Traditional explanations of life were centered on meaning in a way that strikes the secular philosophy of your time as naïve. And yet that “naïve” assumption that the gods cared about the individual were not naïve in the sense of being inaccurate because uninformed, only in the sense of proceeding from inadequate definitions. And, in fact, the farther you go behind monotheistic religions, the more insights you can find, because perceptions had not been sacrificed to consistency.
Monotheism is an organizing principle, and a powerful one. I do not imply that it was a dead end or a detour or even an error. The error lies in stopping at what is always a new starting place.

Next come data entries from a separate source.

impl<T: Transport> Session<T> {
    /// Create a session over an existing transport.
    pub fn new(transport: T, config: SessionConfig) -> Self {
        let codec = CommunityCodec::new(config.version, config.community.clone());
        Self {
            inner: Arc::new(SessionInner {
                transport,
                codec,
                config,
                next_request_id: AtomicI32::new(1),
                exchange: tokio::sync::Mutex::new(()),
            }),
        }
    }

    pub fn version(&self) -> Version {
        self.inner.config.version
    }

    pub fn config(&self) -> &SessionConfig {
        &self.inner.config
    }

    /// The agent address.
    pub fn peer_addr(&self) -> std::net::SocketAddr {
        self.inner.transport.peer_addr()
    }

    /// Fetch exactly the given OIDs.
    ///
    /// The result has one binding per requested OID, in request order.
    /// Missing objects come back as NOSUCHOBJECT / NOSUCHINSTANCE values on
    /// v2c; on v1 the agent reports `noSuchName` and the call fails.
    pub async fn get(&self, oids: &[Oid]) -> Result<VarBindList> {
        self.request(RequestKind::Get, oids).await
    }

    /// Fetch the lexicographic successor of each OID.
    pub async fn get_next(&self, oids: &[Oid]) -> Result<VarBindList> {
        self.request(RequestKind::GetNext, oids).await
    }

    /// GETBULK (v2c only).
    ///
    /// The first `non_repeaters` OIDs get one successor each; the rest are
    /// repeated up to `max_repetitions` times. The agent may return fewer
    /// bindings than that.
    pub async fn get_bulk(
        &self,
        oids: &[Oid],
        non_repeaters: i32,
        max_repetitions: i32,
    ) -> Result<VarBindList> {
        if !self.version().supports_bulk() {
            return Err(Error::invalid_request(RequestErrorKind::BulkUnsupported(
                self.version(),
            )));
        }
        if non_repeaters < 0 {
            return Err(Error::invalid_request(
                RequestErrorKind::NegativeNonRepeaters(non_repeaters),
            ));
        }
        if max_repetitions < 0 {
            return Err(Error::invalid_request(
                RequestErrorKind::NegativeMaxRepetitions(max_repetitions),
            ));
        }
        self.request(
            RequestKind::GetBulk {
                non_repeaters,
                max_repetitions,
            },
            oids,
        )
        .await
    }

    /// Write each value to its OID in one SetRequest.
    ///
    /// The agent applies all of the values or none of them. On success the
    /// result holds the bindings the agent echoed back, in request order.
    ///
    /// ```rust,no_run
    /// # use typed_snmp::{oid, Session, SnmpType, Value};
    /// # async fn example() -> typed_snmp::Result<()> {
    /// let session = Session::v2c("192.168.1.1").community(b"private").connect().await?;
    /// session
    ///     .set(&[
    ///         (oid!(1, 3, 6, 1, 2, 1, 1, 6, 0), Value::from("rack 12")),
    ///         (oid!(1, 3, 6, 1, 2, 1, 2, 2, 1, 7, 3), Value::from_text(SnmpType::Integer, "2")?),
    ///     ])
    ///     .await?;
    /// # Ok(())
    /// # }
    /// ```
    pub async fn set(&self, bindings: &[(Oid, Value)]) -> Result<VarBindList> {
        if let Some((_, value)) = bindings.iter().find(|(_, value)| value.is_exception()) {
            return Err(Error::invalid_request(RequestErrorKind::ExceptionInSet(
                value.snmp_type(),
            )));
        }
        let oids: Vec<Oid> = bindings.iter().map(|(oid, _)| oid.clone()).collect();
        let codec = &self.inner.codec;
        self.exchange(RequestKind::Set, &oids, |request_id| {
            codec.encode_set(request_id, bindings)
        })
        .await
    }

    /// Walk a subtree with GETNEXT.
    pub fn walk(&self, root: Oid) -> Walk<T> {
        Walk::new(self.clone(), root)
    }

    /// Walk a subtree with GETBULK pages of `max_repetitions`.
    pub fn bulk_walk(&self, root: Oid, max_repetitions: i32) -> BulkWalk<T> {
        BulkWalk::new(self.clone(), root, max_repetitions)
    }

    /// Walk a subtree with the chosen request type.
    ///
    /// [`WalkMode::Auto`] uses GETBULK with the configured page size on
    /// v2c and GETNEXT on v1.
    pub fn walk_with(&self, root: Oid, mode: WalkMode) -> WalkStream<T> {
        let bulk = match mode {
            WalkMode::Auto => self.version().supports_bulk(),
            WalkMode::GetNext => false,
            WalkMode::GetBulk => true,
        };
        if bulk {
            WalkStream::GetBulk(self.bulk_walk(root, self.inner.config.max_repetitions))
        } else {
            WalkStream::GetNext(self.walk(root))
        }
    }

    fn alloc_request_id(&self) -> i32 {
        let previous = self
            .inner
            .next_request_id
            .fetch_update(Ordering::Relaxed, Ordering::Relaxed, |id| {
                Some(if id == i32::MAX { 1 } else { id + 1 })
            });
        // The closure always returns Some.
        match previous {
            Ok(id) | Err(id) => id,
        }
    }

    async fn request(&self, kind: RequestKind, oids: &[Oid]) -> Result<VarBindList> {
        let codec = &self.inner.codec;
        self.exchange(kind, oids, |request_id| {
            codec.encode_request(request_id, kind, oids)
        })
        .await
    }

    /// One request/response round trip. `encode` builds the datagram once
    /// the request-id is known; `oids` are the OIDs it names, in order.
    async fn exchange(
        &self,
        kind: RequestKind,
        oids: &[Oid],
        encode: impl FnOnce(i32) -> Bytes,
    ) -> Result<VarBindList> {
        if oids.is_empty() {
            return Err(Error::invalid_request(RequestErrorKind::EmptyOidList));
        }

        let inner = &*self.inner;
        let target = inner.transport.peer_addr();
        let _exchange = inner.exchange.lock().await;

        let stale = inner.transport.discard_pending();
        if stale > 0 {
            tracing::debug!(
                snmp.target = %target,
                discarded = stale,
                "dropped late responses"
            );
        }

        let request_id = self.alloc_request_id();
        let data = encode(request_id);

        tracing::debug!(
            snmp.target = %target,
            snmp.request_id = request_id,
            snmp.pdu_type = %kind.pdu_type(),
            snmp.varbind_count = oids.len(),
            snmp.bytes = data.len(),
            "sending request"
        );

        let start = Instant::now();
        inner.transport.send(&data).await?;
        let (response, source) = inner
            .transport
            .recv(request_id, inner.config.timeout)
            .await?;

        if source != target {
            tracing::warn!(
                snmp.target = %target,
                snmp.source = %source,
                "response source address mismatch"
            );
        }

        let decoded = inner.codec.decode_response(response)?;

        if decoded.request_id != request_id {
            tracing::warn!(
                snmp.target = %target,
                snmp.request_id = request_id,
                snmp.response_request_id = decoded.request_id,
                "discarding response with mismatched request id"
            );
            return Err(Error::RequestIdMismatch {
                expected: request_id,
                actual: decoded.request_id,
            });
        }

        let status = decoded.status();
        if status != ErrorStatus::NoError {
            let index = u32::try_from(decoded.error_index).unwrap_or(0);
            let oid = index
                .checked_sub(1)
                .and_then(|i| oids.get(i as usize))
                .cloned();
            tracing::debug!(
                snmp.target = %target,
                snmp.request_id = request_id,
                snmp.error_status = %status,
                snmp.error_index = decoded.error_index,
                "agent reported error"
            );
            return Err(Error::Snmp {
                target: Some(target),
                status,
                index,
                oid,
            });
        }

        if kind.one_binding_per_oid() && decoded.bindings.len() != oids.len() {
            return Err(Error::VarbindCountMismatch {
                expected: oids.len(),
                actual: decoded.bindings.len(),
            });
        }

        if kind.echoes_oids() {
            let foreign = oids
                .iter()
                .zip(&decoded.bindings)
                .position(|(expected, binding)| *expected != binding.oid);
            if let Some(i) = foreign {
                return Err(Error::ResponseOidMismatch {
                    index: i + 1,
                    expected: oids[i].clone(),
                    actual: decoded.bindings[i].oid.clone(),
                });
            }
        }

        tracing::debug!(
            snmp.target = %target,
            snmp.request_id = request_id,
            snmp.varbind_count = decoded.bindings.len(),
            elapsed_ms = start.elapsed().as_secs_f64() * 1000.0,
            "response received"
        );

        Ok(decoded.bindings.into_iter().map(VarBind::from).collect())
    }
}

That is, monotheism cleared out what had become a jungle of gods and conflicting forces that were liable to choke the life out of those who took their belief systems for unchallenged reality. In a way, you might say that monotheism came to clear the ground a bit, so that humans could have freedom to develop new aspects of their lives. The peoples who ceased to believe in Baal and Moloch and personified forces of nature were thereby freed to experience the world differently, and for a while any new clearing like that has more positive than negative aspects. (Even that statement, you should realize, is a culture-bound judgement.) it is only when a belief – a way of seeing the world – becomes unchallenged that it becomes more strait-jacket than protective sheath.
Bear in mind in discussing this, your non-3D aspects are not sleeping or non-existent or uncaring in such matters. You in 3D feel strong impulses in certain directions that come from your own non-3D components – leading you, nudging you, suggesting to you, so that you may be more open to certain new possibilities than you might be otherwise. Is that not what is happening to you right this instant? So when Jewish tribes overwhelm the natives in Canaan or wherever, the non-3D aspects of all concerned may have very different agendas than are obvious to those contending in 3D. When Christianity or Islam spring up out of the existing accepted order (plus an unassimilated chaos beyond the accepted order), again the non-3D s actively participating in the dance, regardless whether anyone in 3D recognizes it or not. When religious unity is lost and serious rifts arise, almost to the point of developing different religions within the religions – Shia and Sunni, or Catholic and Protestant, or Orthodox and non-orthodox Judaism – still the non-3D is involved, and for good reason.
One the one hand, any 3D “individual” must be (and is) left to play out his or her free will. It is in order to develop and exercise that free will, after all, that the Soul, “the individual,” has been created.
But on the other hand there are tides in the affairs not only of the 3D but of the no-3D (and there will come a time when it is obvious that it must be so in one if in the other) that bias us toward certain outcomes over others. So it becomes a matter of the non-3D aspects leading without coercing. Persuading, you might say, or even enticing, rather than forcing or even pushing or pulling.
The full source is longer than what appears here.